Croatian basketball scout and player

Danko Cvjetićanin (often credited as Cvjetičanin; born 16 October 1963) is a Croatian basketball scout and former player.

Cvjetićanin won two silver medals at the Olympic Games, one with Yugoslavia (1988) and the other with Croatia (1992). Cvjetićanin, who started his career with Partizan, won the European Club Championship with Cibona in 1986. He also played professionally in Spain and Italy.

==Early life==
Born in Zagreb, six-year-old Cvjetićanin moved to the Yugoslav capital Belgrade along with his parents and sister when his sociologist father Vladimir Cvjetićanin, whose areas of study primarily focused on the social structure of the Yugoslav population, took a management position at the state-owned Ivo Lola Ribar metallurgical factory in the Belgrade suburb of Železnik.

Growing up during the 1970s in Belgrade, Cvjetićanin attended the Drinka Pavlović Primary School. Being a tall yet mobile kid, he soon took up basketball in the OKK Beograd youth categories before transferring to KK Partizan's youth system where he was coached by Duško Vujošević. While playing youth basketball in the late 1970s, teenage Cvjetićanin idolized two Yugoslav basketball stars with body type and skill set similar to his own—Dragan Kićanović and Mirza Delibašić.

==Club playing career==
===KK Partizan===
Cvjetićanin began his basketball career with KK Partizan. He won Yugoslav League in 1981 with Partizan.

===KK Cibona===
In 1985, right before his 22nd birthday, Cvjetićanin transferred to KK Cibona, reigning European Champions Cup and Yugoslav League champions. The transfer was precipitated by his parents moving back to Zagreb.

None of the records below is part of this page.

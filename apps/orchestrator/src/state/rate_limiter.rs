// [apps/orchestrator/src/state/rate_limiter.rs]
/*!
 * APARATO: LIMITADOR DE TASA EN MEMORIA (§7 `RATE_LIMITED`, §12)
 * RESPONSABILIDAD: VENTANA DESLIZANTE POR CLAVE (IP O DEVICE ID),
 *    GUARDADA DETRÁS DE UN `Mutex` — EL MISMO PATRÓN QUE
 *    `state::channel_cache` PARA ESTADO COMPARTIDO BEST-EFFORT
 *
 * No es un reemplazo de un limitador distribuido (Redis/Envoy); es el
 * guardián de última línea contra un cliente individual desbocado,
 * igual que este código base contiene sus contadores de heartbeat
 * tras un `Mutex` en vez de una dependencia externa. Las entradas
 * vencidas se purgan perezosamente en cada `check`, nunca por un
 * barrido de fondo separado — el costo escala con las claves activas.
 */

use std::collections::HashMap;
use std::sync::Mutex;
use std::time::{Duration, Instant};

struct Window {
    count: u32,
    started_at: Instant,
}

pub struct RateLimiter {
    windows: Mutex<HashMap<String, Window>>,
    max_requests: u32,
    window: Duration,
}

impl RateLimiter {
    pub fn new(max_requests: u32, window_seconds: u64) -> Self {
        Self {
            windows: Mutex::new(HashMap::new()),
            max_requests,
            window: Duration::from_secs(window_seconds.max(1)),
        }
    }

    /// `true` if `key` is still within budget for the current window;
    /// as a side effect, records this call against the budget.
    pub fn check(&self, key: &str) -> bool {
        let mut guard = self.windows.lock().expect("rate limiter mutex poisoned");
        let now = Instant::now();

        match guard.get_mut(key) {
            Some(entry) if now.duration_since(entry.started_at) < self.window => {
                if entry.count >= self.max_requests {
                    false
                } else {
                    entry.count += 1;
                    true
                }
            }
            _ => {
                guard.insert(key.to_string(), Window { count: 1, started_at: now });
                true
            }
        }
    }
}

#[cfg(test)]
mod tests {
    use super::*;

    #[test]
    fn allows_up_to_the_configured_budget() {
        let limiter = RateLimiter::new(3, 60);
        assert!(limiter.check("device-a"));
        assert!(limiter.check("device-a"));
        assert!(limiter.check("device-a"));
        assert!(!limiter.check("device-a"));
    }

    #[test]
    fn distinct_keys_have_independent_budgets() {
        let limiter = RateLimiter::new(1, 60);
        assert!(limiter.check("device-a"));
        assert!(limiter.check("device-b"));
        assert!(!limiter.check("device-a"));
    }

    #[test]
    fn window_reset_restores_budget() {
        let limiter = RateLimiter::new(1, 0);
        assert!(limiter.check("device-a"));
        std::thread::sleep(Duration::from_millis(5));
        assert!(limiter.check("device-a"));
    }
}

Arriving to Cibona as replacement at shooting guard for Aco Petrović who was away serving his mandatory Yugoslav People's Army (JNA) stint, Cvjetićanin made his club debut in November 1985 during week 5 of the league season versus lowly Sloga Kraljevo, scoring 36 points. He then saw reduced playing time versus KK Zadar, leading to antagonism with Cibona head coach Željko Pavličević, a temporary conflict that saw Cvjetićanin not show up for the team's post-game meeting in protest. Accepting criticism over his application on the defensive end, Cvjetićanin was soon reinstated.

==National team==
===Youth===
Together with fellow Yugoslav league youth prospects Dražen Petrović, Stojko Vranković, Velimir Perasović, Zoran Jovanović, Goran Sobin, and Ivo Petović, Partizan player Cvjetićanin made the Rusmir Halilović-coached Yugoslavia junior national team that got silver at the 1982 FIBA European Junior Championship in Dimitrovgrad and Haskovo, Bulgaria.

===Full squad===
Cvjetićanin made Yugoslavia's national team for the 1988 Olympics in Seoul led by head coach Dušan Ivković. Appearing in 8 games at the tournament, the shooting guard received significant minutes, contributing 9.8 points per game—thus being the team's fourth best scorer at the tournament behind Dražen Petrović, Vlade Divac, and Žarko Paspalj—as Yugoslavia made the final where they lost to Soviet Union.

Playing in the backcourt with his Cibona club teammate Dražen Petrović or Partizan's Željko Obradović, Cvjetićanin's best scoring outing came at the preliminary group stage with 18 points versus the minnows of the group, South Korea. He also had an important 16-point contribution (on 83.3% field goal percentage including 4 of 4 three-pointers) in the quarter-final versus Canada in only 17 minutes of action, taking advantage of Canada's defensive focus on Yugoslavia's star player and leading scorer, Petrović.

==Post-playing career==
After playing career, Cvjetićanin worked as the European scouting coordinator for the NBA's Philadelphia 76ers from 1998 to 2010. He has been performing the same position for the New Jersey Nets since 2010.

==Personal life==
Cvjetićanin married Nika Antunac. In January 1993, while Cvjetićanin was playing professionally with CB Estudiantes, their son, Filip, was born in Spain. Following in his father's footsteps, Filip Cvjetićanin would end up pursuing basketball as well, starting out in the Estudiantes youth categories before switching to college basketball in the United States at the Florida Gulf Coast University.

After divorcing Antunac, Cvjetićanin married Marga Pirjać. The couple has two children, daughter Lana (born in 2014) and son Tin (born in 2016).